[Data extracted from a collection]
use regex::Regex;
use std::sync::LazyLock;

use crate::domain::indexing::chunk::{Chunk, ChunkBuilder};
use crate::error::Result;

use super::{SourceAdapter, SourceDocument, SourceKind};

static HEADING: LazyLock<Regex> =
    LazyLock::new(|| Regex::new(r"^#{1,6}\s+(.+)$").expect("valid heading regex"));

static REQUIREMENTS: LazyLock<Regex> = LazyLock::new(|| {
    Regex::new(r"(?i)requirement|deliverable|task|must|what to (do|submit)").expect("valid requirements regex")
});

static GRADING: LazyLock<Regex> = LazyLock::new(|| {
    Regex::new(r"(?i)grading|rubric|criteria|evaluation|scoring|points").expect("valid grading regex")
});

static CONCEPTS: LazyLock<Regex> = LazyLock::new(|| {
    Regex::new(r"(?i)concept|topic|learning (goal|objective)|objective").expect("valid concepts regex")
});

static LIST_MARKER: LazyLock<Regex> =
    LazyLock::new(|| Regex::new(r"^(?:[-*+]|\d+[.)])\s+").expect("valid list marker regex"));

#[derive(Debug, Clone, Copy, PartialEq, Eq)]
enum Section {
    Description,
    Requirements,
    Grading,
    Concepts,
}

impl Section {
    fn classify(heading: &str) -> Self {
        // Grading first: "Grading requirements" is a rubric, not a task list
        if GRADING.is_match(heading) {
            Self::Grading
        } else if REQUIREMENTS.is_match(heading) {
            Self::Requirements
        } else if CONCEPTS.is_match(heading) {
            Self::Concepts
        } else {
            Self::Description
        }
    }
}

#[derive(Debug, Default)]
struct AssignmentParts {
    title: Option<String>,
    description: Vec<String>,
    requirements: Vec<String>,
    grading: Vec<String>,
    concepts: Vec<String>,
}

/// Assignment handouts split into title, description, requirements,
/// grading criteria and target concepts
///
/// Sections are recognised by their heading. Each kind becomes one chunk,
/// so a rubric spread over several headings still reads as one list.
#[derive(Debug, Default, Clone, Copy)]
pub struct AssignmentAdapter;

impl SourceAdapter for AssignmentAdapter {
    fn kind(&self) -> SourceKind {
        SourceKind::Assignment
    }

    fn normalize(&self, doc: &SourceDocument) -> Result<Vec<Chunk>> {
        let parts = parse(&doc.content);
        let mut builder = ChunkBuilder::new(&doc.source_id);

        if let Some(title) = &parts.title {
            builder.push(&format!("Title: {}", title));
        }
        if !parts.description.is_empty() {
            builder.push(&format!("Description:\n{}", parts.description.join(" ")));
        }
        if !parts.requirements.is_empty() {
            builder.push(&format!("Requirements:\n{}", bullets(&parts.requirements)));
        }
        if !parts.grading.is_empty() {
            builder.push(&format!("Grading Criteria:\n{}", bullets(&parts.grading)));
        }
        if !parts.concepts.is_empty() {
            builder.push(&format!("Target Concepts: {}", parts.concepts.join(", ")));
        }
        Ok(builder.finish())
    }
}

fn parse(content: &str) -> AssignmentParts {
    let mut parts = AssignmentParts::default();
    let mut section = Section::Description;

    for line in content.lines().map(str::trim).filter(|l| !l.is_empty()) {
        if let Some(caps) = HEADING.captures(line) {
            let heading = caps[1].trim();
            if parts.title.is_none() {
                parts.title = Some(heading.to_string());
                section = Section::Description;
            } else {
                section = Section::classify(heading);
            }
            continue;
        }
        if parts.title.is_none() {
            parts.title = Some(line.to_string());
            continue;
        }

        let item = LIST_MARKER.replace(line, "").trim().to_string();
        if item.is_empty() {
            continue;
        }
        match section {
            Section::Description => parts.description.push(item),
            Section::Requirements => parts.requirements.push(item),
            Section::Grading => parts.grading.push(item),
            Section::Concepts => {
                for concept in item.split(',').map(str::trim).filter(|c| !c.is_empty()) {
                    if !parts.concepts.iter().any(|c| c.eq_ignore_ascii_case(concept)) {
                        parts.concepts.push(concept.to_string());
                    }
                }
            }
        }
    }
    parts
}

fn bullets(items: &[String]) -> String {
    items
        .iter()
        .map(|i| format!("- {}", i))
        .collect::<Vec<_>>()
        .join("\n")
}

◆ REQUIREMENT
For every entry above, write out an exact copy.

◆ THE COMPLETED TASK
use regex::Regex;
use std::sync::LazyLock;

use crate::domain::indexing::chunk::{Chunk, ChunkBuilder};
use crate::error::Result;

use super::{SourceAdapter, SourceDocument, SourceKind};

static HEADING: LazyLock<Regex> =
    LazyLock::new(|| Regex::new(r"^#{1,6}\s+(.+)$").expect("valid heading regex"));

static REQUIREMENTS: LazyLock<Regex> = LazyLock::new(|| {
    Regex::new(r"(?i)requirement|deliverable|task|must|what to (do|submit)").expect("valid requirements regex")
});

static GRADING: LazyLock<Regex> = LazyLock::new(|| {
    Regex::new(r"(?i)grading|rubric|criteria|evaluation|scoring|points").expect("valid grading regex")
});

static CONCEPTS: LazyLock<Regex> = LazyLock::new(|| {
    Regex::new(r"(?i)concept|topic|learning (goal|objective)|objective").expect("valid concepts regex")
});

static LIST_MARKER: LazyLock<Regex> =
    LazyLock::new(|| Regex::new(r"^(?:[-*+]|\d+[.)])\s+").expect("valid list marker regex"));

#[derive(Debug, Clone, Copy, PartialEq, Eq)]
enum Section {
    Description,
    Requirements,
    Grading,
    Concepts,
}

impl Section {
    fn classify(heading: &str) -> Self {
        // Grading first: "Grading requirements" is a rubric, not a task list
        if GRADING.is_match(heading) {
            Self::Grading
        } else if REQUIREMENTS.is_match(heading) {
            Self::Requirements
        } else if CONCEPTS.is_match(heading) {
            Self::Concepts
        } else {
            Self::Description
        }
    }
}

#[derive(Debug, Default)]
struct AssignmentParts {
    title: Option<String>,
    description: Vec<String>,
    requirements: Vec<String>,
    grading: Vec<String>,
    concepts: Vec<String>,
}

/// Assignment handouts split into title, description, requirements,
/// grading criteria and target concepts
///
/// Sections are recognised by their heading. Each kind becomes one chunk,
/// so a rubric spread over several headings still reads as one list.
#[derive(Debug, Default, Clone, Copy)]
pub struct AssignmentAdapter;

impl SourceAdapter for AssignmentAdapter {
    fn kind(&self) -> SourceKind {
        SourceKind::Assignment
    }

    fn normalize(&self, doc: &SourceDocument) -> Result<Vec<Chunk>> {
        let parts = parse(&doc.content);
        let mut builder = ChunkBuilder::new(&doc.source_id);

        if let Some(title) = &parts.title {
            builder.push(&format!("Title: {}", title));
        }
        if !parts.description.is_empty() {
            builder.push(&format!("Description:\n{}", parts.description.join(" ")));
        }
        if !parts.requirements.is_empty() {
            builder.push(&format!("Requirements:\n{}", bullets(&parts.requirements)));
        }
        if !parts.grading.is_empty() {
            builder.push(&format!("Grading Criteria:\n{}", bullets(&parts.grading)));
        }
        if !parts.concepts.is_empty() {
            builder.push(&format!("Target Concepts: {}", parts.concepts.join(", ")));
        }
        Ok(builder.finish())
    }
}

fn parse(content: &str) -> AssignmentParts {
    let mut parts = AssignmentParts::default();
    let mut section = Section::Description;

    for line in content.lines().map(str::trim).filter(|l| !l.is_empty()) {
        if let Some(caps) = HEADING.captures(line) {
            let heading = caps[1].trim();
            if parts.title.is_none() {
                parts.title = Some(heading.to_string());
                section = Section::Description;
            } else {
                section = Section::classify(heading);
            }
            continue;
        }
        if parts.title.is_none() {
            parts.title = Some(line.to_string());
            continue;
        }

        let item = LIST_MARKER.replace(line, "").trim().to_string();
        if item.is_empty() {
            continue;
        }
        match section {
            Section::Description => parts.description.push(item),
            Section::Requirements => parts.requirements.push(item),
            Section::Grading => parts.grading.push(item),
            Section::Concepts => {
                for concept in item.split(',').map(str::trim).filter(|c| !c.is_empty()) {
                    if !parts.concepts.iter().any(|c| c.eq_ignore_ascii_case(concept)) {
                        parts.concepts.push(concept.to_string());
                    }
                }
            }
        }
    }
    parts
}

fn bullets(items: &[String]) -> String {
    items
        .iter()
        .map(|i| format!("- {}", i))
        .collect::<Vec<_>>()
        .join("\n")
}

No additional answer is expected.